Nanobodies have found widespread use in structural biology, in cell biology and as therapeutics, but almost all are still derived from alpaca and llama immunizations, which is time consuming and expensive. To overcome these limitations, McMahon et al. developed a surface-display platform for the isolation of selective nanobodies from yeast cells. The authors first generated a synthetic nanobody library based on sequence alignments of structurally characterized nanobodies. The designed nanobodies were then fused to a long linker region and a C-terminal anchor sequence that tethers them to the yeast cell wall for surface display while the target protein was labeled with a fluorescent dye.

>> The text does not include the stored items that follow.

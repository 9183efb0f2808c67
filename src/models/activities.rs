use serde::Serialize;

#[derive(Debug, Clone, sqlx::FromRow)]
pub struct ActivitiesRow {
    pub name: String,
    pub description: String,
    pub schedule: String,
    pub max_participants: i64,
}

/// An activity together with its participants in signup order.
#[derive(Debug, Clone, PartialEq, Eq)]
pub struct Activity {
    pub name: String,
    pub description: String,
    pub schedule: String,
    pub max_participants: i64,
    pub participants: Vec<String>,
}

impl Activity {
    pub fn from_parts(row: ActivitiesRow, participants: Vec<String>) -> Self {
        Self {
            name: row.name,
            description: row.description,
            schedule: row.schedule,
            max_participants: row.max_participants,
            participants,
        }
    }

    pub fn has_participant(&self, email: &str) -> bool {
        self.participants.iter().any(|p| p == email)
    }

    /// Splits off the key; the remaining attributes are what the API returns.
    pub fn into_entry(self) -> (String, ActivityDetails) {
        (
            self.name,
            ActivityDetails {
                description: self.description,
                schedule: self.schedule,
                max_participants: self.max_participants,
                participants: self.participants,
            },
        )
    }
}

#[derive(Debug, Clone, PartialEq, Eq, Serialize)]
pub struct ActivityDetails {
    pub description: String,
    pub schedule: String,
    pub max_participants: i64,
    pub participants: Vec<String>,
}

/// Activities keyed by name, serialized as a JSON object in store order.
#[derive(Debug, Clone, Default, PartialEq, Eq)]
pub struct ActivityCatalog {
    entries: Vec<(String, ActivityDetails)>,
}

impl ActivityCatalog {
    pub fn get(&self, name: &str) -> Option<&ActivityDetails> {
        self.entries
            .iter()
            .find(|(n, _)| n == name)
            .map(|(_, details)| details)
    }

    pub fn names(&self) -> impl Iterator<Item = &str> {
        self.entries.iter().map(|(n, _)| n.as_str())
    }

    pub fn len(&self) -> usize {
        self.entries.len()
    }

    pub fn is_empty(&self) -> bool {
        self.entries.is_empty()
    }
}

impl FromIterator<Activity> for ActivityCatalog {
    fn from_iter<I: IntoIterator<Item = Activity>>(iter: I) -> Self {
        Self {
            entries: iter.into_iter().map(Activity::into_entry).collect(),
        }
    }
}

impl Serialize for ActivityCatalog {
    fn serialize<S: serde::Serializer>(&self, serializer: S) -> Result<S::Ok, S::Error> {
        use serde::ser::SerializeMap;

        let mut map = serializer.serialize_map(Some(self.entries.len()))?;
        for (name, details) in &self.entries {
            map.serialize_entry(name, details)?;
        }
        map.end()
    }
}
//! Error types for the activity API.
//!
//! Validation failures carry the exact message returned to clients in the
//! `detail` field. Store failures are logged and reported generically.

use axum::{
    http::StatusCode,
    response::{IntoResponse, Response},
    Json,
};
use serde_json::json;
use thiserror::Error;

#[derive(Debug, Error)]
pub enum StoreError {
    #[error("database error: {0}")]
    Database(#[from] sqlx::Error),

    #[error("store unavailable: {0}")]
    Unavailable(String),
}

#[derive(Debug, Error)]
pub enum ActivityError {
    #[error("Activity not found")]
    ActivityNotFound,

    #[error("Participant not found")]
    ParticipantNotFound,

    #[error("Student already signed up")]
    AlreadySignedUp,

    #[error(transparent)]
    Store(#[from] StoreError),
}

impl ActivityError {
    pub fn status_code(&self) -> StatusCode {
        match self {
            ActivityError::ActivityNotFound | ActivityError::ParticipantNotFound => {
                StatusCode::NOT_FOUND
            }
            ActivityError::AlreadySignedUp => StatusCode::BAD_REQUEST,
            ActivityError::Store(_) => StatusCode::INTERNAL_SERVER_ERROR,
        }
    }
}

impl IntoResponse for ActivityError {
    fn into_response(self) -> Response {
        let status = self.status_code();
        let detail = match &self {
            ActivityError::Store(e) => {
                tracing::error!(error = %e, "activity store failure");
                "Internal store error".to_string()
            }
            other => other.to_string(),
        };
        (status, Json(json!({ "detail": detail }))).into_response()
    }
}

pub type ActivityResult<T> = Result<T, ActivityError>;

#[cfg(test)]
mod tests {
    use super::*;

    #[test]
    fn validation_errors_map_to_client_statuses() {
        assert_eq!(
            ActivityError::ActivityNotFound.status_code(),
            StatusCode::NOT_FOUND
        );
        assert_eq!(
            ActivityError::ParticipantNotFound.status_code(),
            StatusCode::NOT_FOUND
        );
        assert_eq!(
            ActivityError::AlreadySignedUp.status_code(),
            StatusCode::BAD_REQUEST
        );
    }

    #[test]
    fn store_errors_are_internal() {
        let err: ActivityError = StoreError::Unavailable("offline".into()).into();
        assert_eq!(err.status_code(), StatusCode::INTERNAL_SERVER_ERROR);
    }

    #[test]
    fn messages_match_api_contract() {
        assert_eq!(ActivityError::ActivityNotFound.to_string(), "Activity not found");
        assert_eq!(
            ActivityError::AlreadySignedUp.to_string(),
            "Student already signed up"
        );
        assert_eq!(
            ActivityError::ParticipantNotFound.to_string(),
            "Participant not found"
        );
    }
}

Yeast cells expressing the nanobodies were then incubated with the labeled protein, which was followed by repeated selection rounds with anti-fluorophore magnetic microbeads or fluorescence-activated cell sorting. Single yeast colonies were sequenced after the final selection round. The identified nanobodies were then expressed and purified from Escherichia coli. The authors demonstrate that conformationally selective G-protein-coupled receptor-binding nanobodies can be isolated, which is useful for functional studies and crystallization. The method is versatile, because either purified or nonpurified antigens can be used, and other selection procedures may also be implemented. This rapid nanobody discovery platform could make nanobody preparation more easily accessible and cost-effective.